* **THE PROBLEM**:
Working from the records below, repeat exactly the lines starting at the line that contains "control message from" and ending at the line that contains "let _ = ws_sender.close().await;", inclusive.

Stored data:
☆ ☆ ☆ ☆ ☆
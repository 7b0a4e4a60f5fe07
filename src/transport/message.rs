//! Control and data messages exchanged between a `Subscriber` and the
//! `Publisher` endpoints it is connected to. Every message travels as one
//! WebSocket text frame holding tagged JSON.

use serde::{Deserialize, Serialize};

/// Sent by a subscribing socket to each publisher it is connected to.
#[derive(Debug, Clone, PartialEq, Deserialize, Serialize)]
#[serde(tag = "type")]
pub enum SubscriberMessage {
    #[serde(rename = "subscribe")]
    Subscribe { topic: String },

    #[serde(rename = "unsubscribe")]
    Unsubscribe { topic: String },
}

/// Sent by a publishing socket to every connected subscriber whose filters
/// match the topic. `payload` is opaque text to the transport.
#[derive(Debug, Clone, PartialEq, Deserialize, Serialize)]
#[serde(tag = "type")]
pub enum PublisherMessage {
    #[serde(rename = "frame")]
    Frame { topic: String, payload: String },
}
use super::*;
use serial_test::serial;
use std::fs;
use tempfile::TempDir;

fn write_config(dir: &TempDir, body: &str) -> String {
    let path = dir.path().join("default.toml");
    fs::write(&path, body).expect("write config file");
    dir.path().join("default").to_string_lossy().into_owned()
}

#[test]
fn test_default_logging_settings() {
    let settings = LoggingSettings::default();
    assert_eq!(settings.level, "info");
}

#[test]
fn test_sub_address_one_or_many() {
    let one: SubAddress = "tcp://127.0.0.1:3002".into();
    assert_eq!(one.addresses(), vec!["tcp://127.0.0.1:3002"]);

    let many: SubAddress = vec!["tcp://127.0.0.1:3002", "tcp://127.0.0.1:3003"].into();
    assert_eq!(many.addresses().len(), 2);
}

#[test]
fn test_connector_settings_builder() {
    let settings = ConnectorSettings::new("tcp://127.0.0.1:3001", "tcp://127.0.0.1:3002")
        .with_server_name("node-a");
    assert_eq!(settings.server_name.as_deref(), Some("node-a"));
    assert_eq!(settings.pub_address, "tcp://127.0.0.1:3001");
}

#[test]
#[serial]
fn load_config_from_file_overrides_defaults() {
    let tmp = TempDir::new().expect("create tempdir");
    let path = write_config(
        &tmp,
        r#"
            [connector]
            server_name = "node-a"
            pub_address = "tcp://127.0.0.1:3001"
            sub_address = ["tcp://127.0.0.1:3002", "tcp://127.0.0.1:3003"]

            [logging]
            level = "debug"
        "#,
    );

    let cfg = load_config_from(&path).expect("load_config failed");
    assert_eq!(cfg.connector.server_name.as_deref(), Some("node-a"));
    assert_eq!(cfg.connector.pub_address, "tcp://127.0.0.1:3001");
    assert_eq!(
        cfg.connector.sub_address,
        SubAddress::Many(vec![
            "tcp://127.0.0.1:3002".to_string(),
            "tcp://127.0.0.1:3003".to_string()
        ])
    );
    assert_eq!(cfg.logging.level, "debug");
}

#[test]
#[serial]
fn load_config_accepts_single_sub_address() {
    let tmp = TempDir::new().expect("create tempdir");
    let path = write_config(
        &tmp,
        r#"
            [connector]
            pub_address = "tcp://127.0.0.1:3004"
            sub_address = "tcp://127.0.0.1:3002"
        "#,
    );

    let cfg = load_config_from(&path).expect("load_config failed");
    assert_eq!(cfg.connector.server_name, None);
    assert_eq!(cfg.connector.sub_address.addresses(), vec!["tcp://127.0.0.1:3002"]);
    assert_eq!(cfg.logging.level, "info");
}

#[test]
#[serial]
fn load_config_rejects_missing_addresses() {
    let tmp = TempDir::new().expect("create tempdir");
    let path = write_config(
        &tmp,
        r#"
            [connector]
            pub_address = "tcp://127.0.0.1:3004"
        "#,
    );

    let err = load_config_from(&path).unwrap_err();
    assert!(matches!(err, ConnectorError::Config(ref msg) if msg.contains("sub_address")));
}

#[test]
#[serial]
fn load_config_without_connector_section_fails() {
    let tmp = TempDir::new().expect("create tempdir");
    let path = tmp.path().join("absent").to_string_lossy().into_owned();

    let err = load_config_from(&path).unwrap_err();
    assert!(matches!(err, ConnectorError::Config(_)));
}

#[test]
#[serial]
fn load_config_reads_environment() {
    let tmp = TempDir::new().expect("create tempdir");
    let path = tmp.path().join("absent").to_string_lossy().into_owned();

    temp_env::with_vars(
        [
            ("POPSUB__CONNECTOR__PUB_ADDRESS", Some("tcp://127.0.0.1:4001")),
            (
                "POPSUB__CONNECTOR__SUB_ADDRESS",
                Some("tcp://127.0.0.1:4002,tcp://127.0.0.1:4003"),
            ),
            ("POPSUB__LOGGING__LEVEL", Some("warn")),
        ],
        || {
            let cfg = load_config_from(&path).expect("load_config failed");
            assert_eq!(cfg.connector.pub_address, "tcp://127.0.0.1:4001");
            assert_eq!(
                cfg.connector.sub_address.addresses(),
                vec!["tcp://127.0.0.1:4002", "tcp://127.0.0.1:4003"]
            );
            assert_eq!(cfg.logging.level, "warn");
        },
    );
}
☆ ☆ ☆ ☆ ☆
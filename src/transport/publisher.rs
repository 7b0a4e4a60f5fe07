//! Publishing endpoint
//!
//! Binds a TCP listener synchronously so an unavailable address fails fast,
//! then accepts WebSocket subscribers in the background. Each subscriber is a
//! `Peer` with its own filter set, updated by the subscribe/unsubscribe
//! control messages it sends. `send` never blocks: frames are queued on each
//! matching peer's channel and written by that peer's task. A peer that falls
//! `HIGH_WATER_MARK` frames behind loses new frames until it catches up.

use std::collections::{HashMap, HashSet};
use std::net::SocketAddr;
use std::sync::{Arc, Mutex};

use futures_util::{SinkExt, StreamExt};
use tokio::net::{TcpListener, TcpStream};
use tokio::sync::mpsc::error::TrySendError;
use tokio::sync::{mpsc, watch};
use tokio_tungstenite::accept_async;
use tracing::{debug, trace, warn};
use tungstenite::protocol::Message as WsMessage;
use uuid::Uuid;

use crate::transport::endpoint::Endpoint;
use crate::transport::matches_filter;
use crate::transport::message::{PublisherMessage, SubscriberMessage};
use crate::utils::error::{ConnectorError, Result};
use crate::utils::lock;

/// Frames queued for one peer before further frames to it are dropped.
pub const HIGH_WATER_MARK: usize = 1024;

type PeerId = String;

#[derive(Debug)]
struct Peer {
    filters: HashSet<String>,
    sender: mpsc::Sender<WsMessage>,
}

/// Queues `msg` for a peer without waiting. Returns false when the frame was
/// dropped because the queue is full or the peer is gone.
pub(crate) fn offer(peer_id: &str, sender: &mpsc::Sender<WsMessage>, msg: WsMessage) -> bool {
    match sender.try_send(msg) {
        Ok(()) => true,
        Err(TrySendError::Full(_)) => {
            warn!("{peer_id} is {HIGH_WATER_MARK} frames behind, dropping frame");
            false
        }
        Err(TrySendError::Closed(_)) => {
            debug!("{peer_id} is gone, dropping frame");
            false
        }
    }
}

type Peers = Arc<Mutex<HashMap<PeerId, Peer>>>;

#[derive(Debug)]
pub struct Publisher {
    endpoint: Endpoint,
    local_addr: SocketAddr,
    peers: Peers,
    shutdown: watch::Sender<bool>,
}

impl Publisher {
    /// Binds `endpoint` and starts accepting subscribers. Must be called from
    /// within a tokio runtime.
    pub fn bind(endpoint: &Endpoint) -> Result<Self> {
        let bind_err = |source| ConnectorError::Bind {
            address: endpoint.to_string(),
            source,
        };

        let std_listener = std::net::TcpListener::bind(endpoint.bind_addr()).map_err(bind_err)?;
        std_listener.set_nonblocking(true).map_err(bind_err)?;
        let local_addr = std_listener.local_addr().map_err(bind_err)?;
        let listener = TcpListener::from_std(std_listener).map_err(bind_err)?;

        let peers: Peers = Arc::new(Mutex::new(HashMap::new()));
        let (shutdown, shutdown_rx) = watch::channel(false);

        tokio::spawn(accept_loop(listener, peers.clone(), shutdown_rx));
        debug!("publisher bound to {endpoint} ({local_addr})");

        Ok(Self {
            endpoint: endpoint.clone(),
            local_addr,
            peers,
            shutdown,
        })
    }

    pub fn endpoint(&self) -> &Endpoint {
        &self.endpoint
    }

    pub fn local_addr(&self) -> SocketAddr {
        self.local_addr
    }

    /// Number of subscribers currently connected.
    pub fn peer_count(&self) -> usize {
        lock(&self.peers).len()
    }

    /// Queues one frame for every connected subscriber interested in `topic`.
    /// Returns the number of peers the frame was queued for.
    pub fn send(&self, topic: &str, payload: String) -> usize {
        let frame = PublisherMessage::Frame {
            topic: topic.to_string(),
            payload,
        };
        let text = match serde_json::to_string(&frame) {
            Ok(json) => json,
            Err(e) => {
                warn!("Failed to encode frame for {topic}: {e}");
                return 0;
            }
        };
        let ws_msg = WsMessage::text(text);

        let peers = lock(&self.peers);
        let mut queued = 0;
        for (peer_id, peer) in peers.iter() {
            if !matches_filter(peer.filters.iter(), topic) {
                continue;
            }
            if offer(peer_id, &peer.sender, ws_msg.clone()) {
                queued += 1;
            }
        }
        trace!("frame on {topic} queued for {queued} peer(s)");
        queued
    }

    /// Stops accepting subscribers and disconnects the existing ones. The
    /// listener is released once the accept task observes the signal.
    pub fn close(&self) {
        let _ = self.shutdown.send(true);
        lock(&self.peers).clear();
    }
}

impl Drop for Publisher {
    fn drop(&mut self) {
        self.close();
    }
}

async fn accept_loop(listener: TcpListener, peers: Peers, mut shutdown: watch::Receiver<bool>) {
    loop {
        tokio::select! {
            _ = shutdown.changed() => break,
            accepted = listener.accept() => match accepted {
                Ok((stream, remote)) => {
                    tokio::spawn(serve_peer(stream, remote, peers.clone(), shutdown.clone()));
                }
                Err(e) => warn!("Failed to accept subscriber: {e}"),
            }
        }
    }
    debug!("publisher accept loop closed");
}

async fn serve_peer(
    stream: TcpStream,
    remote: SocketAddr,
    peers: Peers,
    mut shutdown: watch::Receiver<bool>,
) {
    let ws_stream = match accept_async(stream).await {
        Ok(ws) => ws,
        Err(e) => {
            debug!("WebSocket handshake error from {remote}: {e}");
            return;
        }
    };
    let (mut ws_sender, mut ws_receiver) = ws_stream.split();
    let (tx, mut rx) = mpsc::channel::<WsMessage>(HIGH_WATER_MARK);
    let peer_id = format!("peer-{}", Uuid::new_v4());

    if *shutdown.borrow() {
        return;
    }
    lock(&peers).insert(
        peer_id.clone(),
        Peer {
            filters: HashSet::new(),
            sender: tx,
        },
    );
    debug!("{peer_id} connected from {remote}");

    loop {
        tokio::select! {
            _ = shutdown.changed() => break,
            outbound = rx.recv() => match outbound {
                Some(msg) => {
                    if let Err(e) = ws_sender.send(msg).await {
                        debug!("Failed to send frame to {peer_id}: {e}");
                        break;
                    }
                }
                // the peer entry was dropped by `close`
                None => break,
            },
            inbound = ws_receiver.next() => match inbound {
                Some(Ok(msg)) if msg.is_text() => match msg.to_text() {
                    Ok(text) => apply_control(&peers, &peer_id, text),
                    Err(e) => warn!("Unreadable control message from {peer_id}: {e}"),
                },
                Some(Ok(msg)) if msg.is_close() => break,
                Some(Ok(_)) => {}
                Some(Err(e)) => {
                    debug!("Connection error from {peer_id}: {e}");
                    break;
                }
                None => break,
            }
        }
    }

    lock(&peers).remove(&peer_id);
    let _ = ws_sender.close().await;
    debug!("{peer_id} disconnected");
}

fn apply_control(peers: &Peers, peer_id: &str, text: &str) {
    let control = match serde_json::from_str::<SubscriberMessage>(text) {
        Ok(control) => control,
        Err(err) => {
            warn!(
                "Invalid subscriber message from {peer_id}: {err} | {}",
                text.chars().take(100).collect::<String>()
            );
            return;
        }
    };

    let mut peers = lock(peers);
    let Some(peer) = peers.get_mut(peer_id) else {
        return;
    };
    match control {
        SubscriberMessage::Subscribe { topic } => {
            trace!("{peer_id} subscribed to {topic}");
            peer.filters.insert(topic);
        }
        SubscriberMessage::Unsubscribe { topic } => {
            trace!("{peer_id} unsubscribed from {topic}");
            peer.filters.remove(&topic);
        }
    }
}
☆ ☆ ☆ ☆ ☆
* **EXERCISE ANSWER**:
                    Err(e) => warn!("Unreadable control message from {peer_id}: {e}"),
                },
                Some(Ok(msg)) if msg.is_close() => break,
                Some(Ok(_)) => {}
                Some(Err(e)) => {
                    debug!("Connection error from {peer_id}: {e}");
                    break;
                }
                None => break,
            }
        }
    }

    lock(&peers).remove(&peer_id);
    let _ = ws_sender.close().await;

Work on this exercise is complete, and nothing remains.